TASK DIRECTIONS.
Show every line of the data where the word "BufWriter" can be found.

TASK INPUTS.

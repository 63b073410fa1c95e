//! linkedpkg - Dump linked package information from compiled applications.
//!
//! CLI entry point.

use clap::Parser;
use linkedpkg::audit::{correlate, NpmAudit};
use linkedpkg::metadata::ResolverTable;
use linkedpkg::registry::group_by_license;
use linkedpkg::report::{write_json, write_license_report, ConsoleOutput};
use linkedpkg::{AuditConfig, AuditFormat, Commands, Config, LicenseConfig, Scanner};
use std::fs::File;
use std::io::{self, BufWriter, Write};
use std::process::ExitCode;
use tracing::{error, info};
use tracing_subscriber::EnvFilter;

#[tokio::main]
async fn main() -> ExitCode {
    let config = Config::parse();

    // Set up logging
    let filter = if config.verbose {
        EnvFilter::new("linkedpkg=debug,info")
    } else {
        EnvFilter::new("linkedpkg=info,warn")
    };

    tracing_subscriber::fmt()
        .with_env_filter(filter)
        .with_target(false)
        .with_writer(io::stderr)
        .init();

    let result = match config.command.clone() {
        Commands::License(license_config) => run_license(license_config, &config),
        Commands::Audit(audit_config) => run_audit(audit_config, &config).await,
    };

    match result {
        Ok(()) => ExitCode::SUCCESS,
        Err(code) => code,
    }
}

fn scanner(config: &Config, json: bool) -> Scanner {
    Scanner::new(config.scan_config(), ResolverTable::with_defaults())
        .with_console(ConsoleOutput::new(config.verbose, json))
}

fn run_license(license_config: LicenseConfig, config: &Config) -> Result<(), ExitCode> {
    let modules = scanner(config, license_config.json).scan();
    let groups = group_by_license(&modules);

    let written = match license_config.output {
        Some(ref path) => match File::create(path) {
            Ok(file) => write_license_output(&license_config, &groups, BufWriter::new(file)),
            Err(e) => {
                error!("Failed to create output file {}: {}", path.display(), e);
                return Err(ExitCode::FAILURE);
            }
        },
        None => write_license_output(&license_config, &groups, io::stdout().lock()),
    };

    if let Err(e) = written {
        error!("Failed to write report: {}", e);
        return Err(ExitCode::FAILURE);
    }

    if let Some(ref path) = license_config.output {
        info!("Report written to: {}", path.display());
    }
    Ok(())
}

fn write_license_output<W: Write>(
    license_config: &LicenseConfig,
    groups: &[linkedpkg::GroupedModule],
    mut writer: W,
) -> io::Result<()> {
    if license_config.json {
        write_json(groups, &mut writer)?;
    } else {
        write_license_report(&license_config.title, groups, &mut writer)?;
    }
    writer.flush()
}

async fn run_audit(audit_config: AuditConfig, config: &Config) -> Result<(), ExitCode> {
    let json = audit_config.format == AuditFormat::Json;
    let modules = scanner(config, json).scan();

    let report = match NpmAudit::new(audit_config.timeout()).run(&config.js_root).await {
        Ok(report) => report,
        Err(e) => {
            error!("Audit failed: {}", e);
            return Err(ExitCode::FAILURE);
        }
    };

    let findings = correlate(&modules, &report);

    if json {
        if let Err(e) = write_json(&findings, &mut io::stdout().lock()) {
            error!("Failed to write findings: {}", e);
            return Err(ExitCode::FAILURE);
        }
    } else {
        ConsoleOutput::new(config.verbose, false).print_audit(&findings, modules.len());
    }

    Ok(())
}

* * *

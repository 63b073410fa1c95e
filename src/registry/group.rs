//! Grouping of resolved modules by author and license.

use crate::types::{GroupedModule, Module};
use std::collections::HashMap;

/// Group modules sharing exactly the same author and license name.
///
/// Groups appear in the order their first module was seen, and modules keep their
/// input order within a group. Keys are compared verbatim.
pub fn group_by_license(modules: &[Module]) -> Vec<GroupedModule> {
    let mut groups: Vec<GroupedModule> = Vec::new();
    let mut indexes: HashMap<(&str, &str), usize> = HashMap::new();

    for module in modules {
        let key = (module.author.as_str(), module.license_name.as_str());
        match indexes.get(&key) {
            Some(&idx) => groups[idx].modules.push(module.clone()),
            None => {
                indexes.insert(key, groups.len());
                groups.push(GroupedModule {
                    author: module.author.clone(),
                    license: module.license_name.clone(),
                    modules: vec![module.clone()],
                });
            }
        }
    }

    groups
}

RESPONSE TO THIS TASK.
use std::io::{self, BufWriter, Write};
            Ok(file) => write_license_output(&license_config, &groups, BufWriter::new(file)),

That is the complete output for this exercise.